Testing Inflation with Dark Matter Halos

TL;DR

This paper explores how primordial non-Gaussianity from inflationary models affects large-scale structure, comparing analytic and N-body simulations to improve constraints on early universe physics.

Contribution

It models the effects of specific non-Gaussianity types on halo clustering and mass function, comparing analytic and N-body results for curvaton inflation variants.

Findings

Analytic and N-body results show consistent effects of non-Gaussianity on halo clustering.

Different curvaton models produce distinguishable signatures in large-scale structure.

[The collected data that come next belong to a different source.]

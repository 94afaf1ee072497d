//! Identity Toolkit / Secure Token REST client.
//!
//! Thin HTTP wrapper for `accounts:signInWithPassword`, `accounts:signUp`,
//! `accounts:signInWithIdp` and the refresh-token exchange. Pure parsing in
//! `parse_sign_in` / `parse_refresh` for testability.

use std::time::Duration;

use serde::{Deserialize, Serialize};

use super::error_code;
use crate::services::identity::{AuthError, Identity, IdentityProvider, SignedIn, TokenSet};

/// Used when the provider omits or garbles `expiresIn`.
const DEFAULT_TOKEN_TTL_SECS: u64 = 3600;

// =============================================================================
// CLIENT
// =============================================================================

pub struct FirebaseAuth {
    http: reqwest::Client,
    api_key: String,
    identity_base: String,
    secure_token_base: String,
}

impl FirebaseAuth {
    #[must_use]
    pub fn new(http: reqwest::Client, api_key: String, identity_base: &str, secure_token_base: &str) -> Self {
        Self {
            http,
            api_key,
            identity_base: identity_base.trim_end_matches('/').to_owned(),
            secure_token_base: secure_token_base.trim_end_matches('/').to_owned(),
        }
    }

    fn accounts_url(&self, method: &str) -> String {
        format!("{}/v1/accounts:{method}", self.identity_base)
    }

    async fn post_accounts<B: Serialize + Sync>(&self, method: &str, body: &B) -> Result<SignedIn, AuthError> {
        let response = self
            .http
            .post(self.accounts_url(method))
            .query(&[("key", self.api_key.as_str())])
            .json(body)
            .send()
            .await
            .map_err(|e| AuthError::Request(e.to_string()))?;

        let text = read_success(response).await?;
        parse_sign_in(&text)
    }
}

#[async_trait::async_trait]
impl IdentityProvider for FirebaseAuth {
    async fn sign_in_with_password(&self, email: &str, password: &str) -> Result<SignedIn, AuthError> {
        let body = PasswordRequest { email, password, return_secure_token: true };
        self.post_accounts("signInWithPassword", &body).await
    }

    async fn sign_up(&self, email: &str, password: &str) -> Result<SignedIn, AuthError> {
        let body = PasswordRequest { email, password, return_secure_token: true };
        self.post_accounts("signUp", &body).await
    }

    async fn sign_in_with_google(&self, google_id_token: &str, request_uri: &str) -> Result<SignedIn, AuthError> {
        let post_body = format!("id_token={google_id_token}&providerId=google.com");
        let body = IdpRequest { post_body: &post_body, request_uri, return_secure_token: true };
        self.post_accounts("signInWithIdp", &body).await
    }

    async fn refresh(&self, refresh_token: &str) -> Result<TokenSet, AuthError> {
        let response = self
            .http
            .post(format!("{}/v1/token", self.secure_token_base))
            .query(&[("key", self.api_key.as_str())])
            .form(&[("grant_type", "refresh_token"), ("refresh_token", refresh_token)])
            .send()
            .await
            .map_err(|e| AuthError::Request(e.to_string()))?;

        let text = read_success(response).await?;
        parse_refresh(&text)
    }
}

/// Return the body of a 2xx response, or map the provider's error.
async fn read_success(response: reqwest::Response) -> Result<String, AuthError> {
    let status = response.status().as_u16();
    let text = response
        .text()
        .await
        .map_err(|e| AuthError::Request(e.to_string()))?;

    if !(200..300).contains(&status) {
        return Err(match error_code(&text) {
            Some(code) if status < 500 => AuthError::Rejected { code },
            _ => AuthError::Response { status, body: text },
        });
    }
    Ok(text)
}

// =============================================================================
// WIRE TYPES
// =============================================================================

#[derive(Serialize)]
#[serde(rename_all = "camelCase")]
struct PasswordRequest<'a> {
    email: &'a str,
    password: &'a str,
    return_secure_token: bool,
}

#[derive(Serialize)]
#[serde(rename_all = "camelCase")]
struct IdpRequest<'a> {
    post_body: &'a str,
    request_uri: &'a str,
    return_secure_token: bool,
}

#[derive(Deserialize)]
#[serde(rename_all = "camelCase")]
struct SignInResponse {
    local_id: String,
    #[serde(default)]
    email: Option<String>,
    #[serde(default)]
    display_name: Option<String>,
    #[serde(default)]
    photo_url: Option<String>,
    id_token: String,
    refresh_token: String,
    #[serde(default)]
    expires_in: Option<String>,
}

/// The Secure Token API answers in `snake_case`, unlike Identity Toolkit.
#[derive(Deserialize)]
struct RefreshResponse {
    id_token: String,
    refresh_token: String,
    #[serde(default)]
    expires_in: Option<String>,
}

// =============================================================================
// PARSING
// =============================================================================

pub(crate) fn parse_sign_in(body: &str) -> Result<SignedIn, AuthError> {
    let resp: SignInResponse = serde_json::from_str(body).map_err(|e| AuthError::Parse(e.to_string()))?;
    let ttl = token_ttl(resp.expires_in.as_deref());
    Ok(SignedIn {
        identity: Identity {
            uid: resp.local_id,
            email: resp.email.filter(|e| !e.is_empty()),
            display_name: resp.display_name.filter(|n| !n.is_empty()),
            photo_url: resp.photo_url.filter(|u| !u.is_empty()),
        },
        tokens: TokenSet::new(resp.id_token, resp.refresh_token, ttl),
    })
}

pub(crate) fn parse_refresh(body: &str) -> Result<TokenSet, AuthError> {
    let resp: RefreshResponse = serde_json::from_str(body).map_err(|e| AuthError::Parse(e.to_string()))?;
    let ttl = token_ttl(resp.expires_in.as_deref());
    Ok(TokenSet::new(resp.id_token, resp.refresh_token, ttl))
}

fn token_ttl(raw: Option<&str>) -> Duration {
    let secs = raw
        .and_then(|v| v.trim().parse::<u64>().ok())
        .unwrap_or(DEFAULT_TOKEN_TTL_SECS);
    Duration::from_secs(secs)
}

#[cfg(test)]
#[path = "auth_test.rs"]
mod tests;
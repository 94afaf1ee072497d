//! Login and sign-up form.

use axum::response::Html;
use leptos::prelude::*;

use super::render_page;

#[derive(Debug, Clone, Copy, PartialEq, Eq, Default)]
pub enum LoginMode {
    #[default]
    SignIn,
    SignUp,
}

impl LoginMode {
    /// Parse a `mode` value; anything but `signup` is sign-in.
    #[must_use]
    pub fn parse(raw: Option<&str>) -> Self {
        match raw {
            Some("signup") => Self::SignUp,
            _ => Self::SignIn,
        }
    }

    #[must_use]
    pub fn as_str(self) -> &'static str {
        match self {
            Self::SignIn => "signin",
            Self::SignUp => "signup",
        }
    }
}

/// What the login form shows on this render.
#[derive(Debug, Clone, Default)]
pub struct LoginForm {
    pub mode: LoginMode,
    pub email: String,
    pub error: Option<String>,
    pub google_enabled: bool,
}

pub fn login_page(form: LoginForm) -> Html<String> {
    let LoginForm { mode, email, error, google_enabled } = form;
    let (heading, submit, toggle_text, toggle_href) = match mode {
        LoginMode::SignIn => ("Sign in", "Sign in", "Need an account? Sign up", "/login?mode=signup"),
        LoginMode::SignUp => ("Create an account", "Sign up", "Already have an account? Sign in", "/login"),
    };

    render_page(heading, false, move || {
        let error = error.map(|message| view! { <p class="login-error" role="alert">{message}</p> });
        let google = google_enabled.then(|| {
            view! {
                <div class="login-divider"></div>
                <a class="button button--google" href="/auth/google">"Continue with Google"</a>
            }
        });

        view! {
            <div class="login-card">
                <h1>{heading}</h1>
                {error}
                <form class="login-form" method="post" action="/login">
                    <input type="hidden" name="mode" value=mode.as_str()/>
                    <label class="login-form__label">
                        "Email"
                        <input class="login-input" type="email" name="email" value=email required=true/>
                    </label>
                    <label class="login-form__label">
                        "Password"
                        <input class="login-input" type="password" name="password" required=true/>
                    </label>
                    <button class="button" type="submit">{submit}</button>
                </form>
                <a class="login-toggle" href=toggle_href>{toggle_text}</a>
                {google}
            </div>
        }
    })
}

#[cfg(test)]
#[path = "login_test.rs"]
mod tests;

Results improve understanding of how inflationary physics influences observable cosmic structures.

Abstract

Cosmic inflation provides a mechanism for generating the early density perturbations that seeded the large-scale structures we see today. Primordial non-Gaussianity is among the most promising of few observational tests of physics at this epoch. At present non-Gaussianity is best constrained by the cosmic microwave background, but in the near term large-scale structure data may be competitive so long as the effects of primordial non-Gaussianity can be modeled through the non-linear process of structure formation. We discuss recent work modeling effects of a few types of primordial non-Gaussianity on the large-scale halo clustering and the halo mass function. More specifically, we compare analytic and N-body results for two variants of the curvaton model of inflation: (i) a "tauNL" scenario in which the curvaton and inflaton contribute equally to the primordial curvature perturbation and (ii) a "gNL" model where the usual quadratic fNL term in the potential cancels, but a large cubic term remains.